▶ **Task objective**
In the data below, how many lines include the word "timestamp"? Give only the number.

▶ **Excerpted data**
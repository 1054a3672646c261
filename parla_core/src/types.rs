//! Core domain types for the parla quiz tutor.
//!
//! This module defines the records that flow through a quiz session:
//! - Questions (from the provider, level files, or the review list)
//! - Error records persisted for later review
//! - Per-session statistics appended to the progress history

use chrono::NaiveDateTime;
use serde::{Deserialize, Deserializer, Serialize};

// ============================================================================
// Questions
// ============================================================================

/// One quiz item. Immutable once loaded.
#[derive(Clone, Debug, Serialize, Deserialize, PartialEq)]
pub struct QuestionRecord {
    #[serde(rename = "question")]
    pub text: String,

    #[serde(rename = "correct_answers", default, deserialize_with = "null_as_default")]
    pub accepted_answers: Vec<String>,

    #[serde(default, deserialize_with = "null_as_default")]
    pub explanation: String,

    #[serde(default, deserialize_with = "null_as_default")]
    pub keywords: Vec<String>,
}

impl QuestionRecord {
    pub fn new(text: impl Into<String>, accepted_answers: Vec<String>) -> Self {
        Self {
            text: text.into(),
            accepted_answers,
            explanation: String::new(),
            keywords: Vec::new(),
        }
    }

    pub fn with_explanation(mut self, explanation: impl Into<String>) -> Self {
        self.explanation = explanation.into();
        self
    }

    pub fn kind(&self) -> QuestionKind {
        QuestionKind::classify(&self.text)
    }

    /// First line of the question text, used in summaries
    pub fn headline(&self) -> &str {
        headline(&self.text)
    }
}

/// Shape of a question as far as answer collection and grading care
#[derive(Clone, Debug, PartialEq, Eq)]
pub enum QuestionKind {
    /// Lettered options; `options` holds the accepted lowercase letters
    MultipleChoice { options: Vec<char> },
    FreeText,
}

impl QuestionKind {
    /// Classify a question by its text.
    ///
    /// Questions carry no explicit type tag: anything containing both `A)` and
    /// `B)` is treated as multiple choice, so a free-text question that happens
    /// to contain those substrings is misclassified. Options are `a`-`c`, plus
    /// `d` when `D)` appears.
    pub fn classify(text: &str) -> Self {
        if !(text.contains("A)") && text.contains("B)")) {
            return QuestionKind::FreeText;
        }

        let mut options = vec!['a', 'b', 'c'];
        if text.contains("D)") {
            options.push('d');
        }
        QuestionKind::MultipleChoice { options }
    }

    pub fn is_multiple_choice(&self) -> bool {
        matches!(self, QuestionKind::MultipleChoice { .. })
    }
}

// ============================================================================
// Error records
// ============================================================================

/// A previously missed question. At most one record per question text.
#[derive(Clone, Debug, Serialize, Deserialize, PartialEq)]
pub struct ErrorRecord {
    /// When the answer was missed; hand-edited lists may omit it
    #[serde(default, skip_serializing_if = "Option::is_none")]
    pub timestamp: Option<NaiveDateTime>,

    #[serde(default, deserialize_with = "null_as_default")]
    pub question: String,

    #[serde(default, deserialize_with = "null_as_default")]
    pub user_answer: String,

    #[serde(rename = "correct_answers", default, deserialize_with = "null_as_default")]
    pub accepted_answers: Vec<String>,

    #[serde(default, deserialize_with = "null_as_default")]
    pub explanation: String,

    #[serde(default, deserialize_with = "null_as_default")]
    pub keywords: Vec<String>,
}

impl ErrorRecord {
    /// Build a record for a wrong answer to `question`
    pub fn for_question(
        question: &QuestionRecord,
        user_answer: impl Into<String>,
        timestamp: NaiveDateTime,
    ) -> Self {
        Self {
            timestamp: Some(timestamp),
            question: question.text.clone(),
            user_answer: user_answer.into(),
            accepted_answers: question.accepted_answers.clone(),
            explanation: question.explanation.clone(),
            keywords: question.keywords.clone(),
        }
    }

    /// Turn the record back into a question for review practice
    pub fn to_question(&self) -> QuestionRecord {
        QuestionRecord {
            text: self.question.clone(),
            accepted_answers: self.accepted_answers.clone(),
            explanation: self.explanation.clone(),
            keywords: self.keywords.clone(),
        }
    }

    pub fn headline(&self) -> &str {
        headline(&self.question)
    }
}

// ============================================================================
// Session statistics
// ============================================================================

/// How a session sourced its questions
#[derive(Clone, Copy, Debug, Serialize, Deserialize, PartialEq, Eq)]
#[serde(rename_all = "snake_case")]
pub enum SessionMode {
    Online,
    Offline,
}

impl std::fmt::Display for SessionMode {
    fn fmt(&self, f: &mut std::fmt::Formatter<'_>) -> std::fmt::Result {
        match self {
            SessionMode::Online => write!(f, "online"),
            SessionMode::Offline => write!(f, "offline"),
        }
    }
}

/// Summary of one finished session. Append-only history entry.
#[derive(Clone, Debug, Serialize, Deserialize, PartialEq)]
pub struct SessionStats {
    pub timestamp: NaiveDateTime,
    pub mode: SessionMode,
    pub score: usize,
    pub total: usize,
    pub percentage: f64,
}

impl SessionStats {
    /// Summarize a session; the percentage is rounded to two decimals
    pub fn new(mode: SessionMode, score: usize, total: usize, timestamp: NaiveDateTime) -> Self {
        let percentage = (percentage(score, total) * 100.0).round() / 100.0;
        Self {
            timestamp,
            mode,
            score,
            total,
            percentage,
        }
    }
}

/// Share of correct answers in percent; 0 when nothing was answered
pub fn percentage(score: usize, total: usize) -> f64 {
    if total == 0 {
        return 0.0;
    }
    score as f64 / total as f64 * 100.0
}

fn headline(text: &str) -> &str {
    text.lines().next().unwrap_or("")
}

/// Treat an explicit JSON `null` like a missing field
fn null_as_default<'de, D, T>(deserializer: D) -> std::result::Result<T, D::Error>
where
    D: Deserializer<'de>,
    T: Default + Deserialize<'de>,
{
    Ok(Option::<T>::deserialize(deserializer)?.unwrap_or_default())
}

▶ **Exercise answer**
6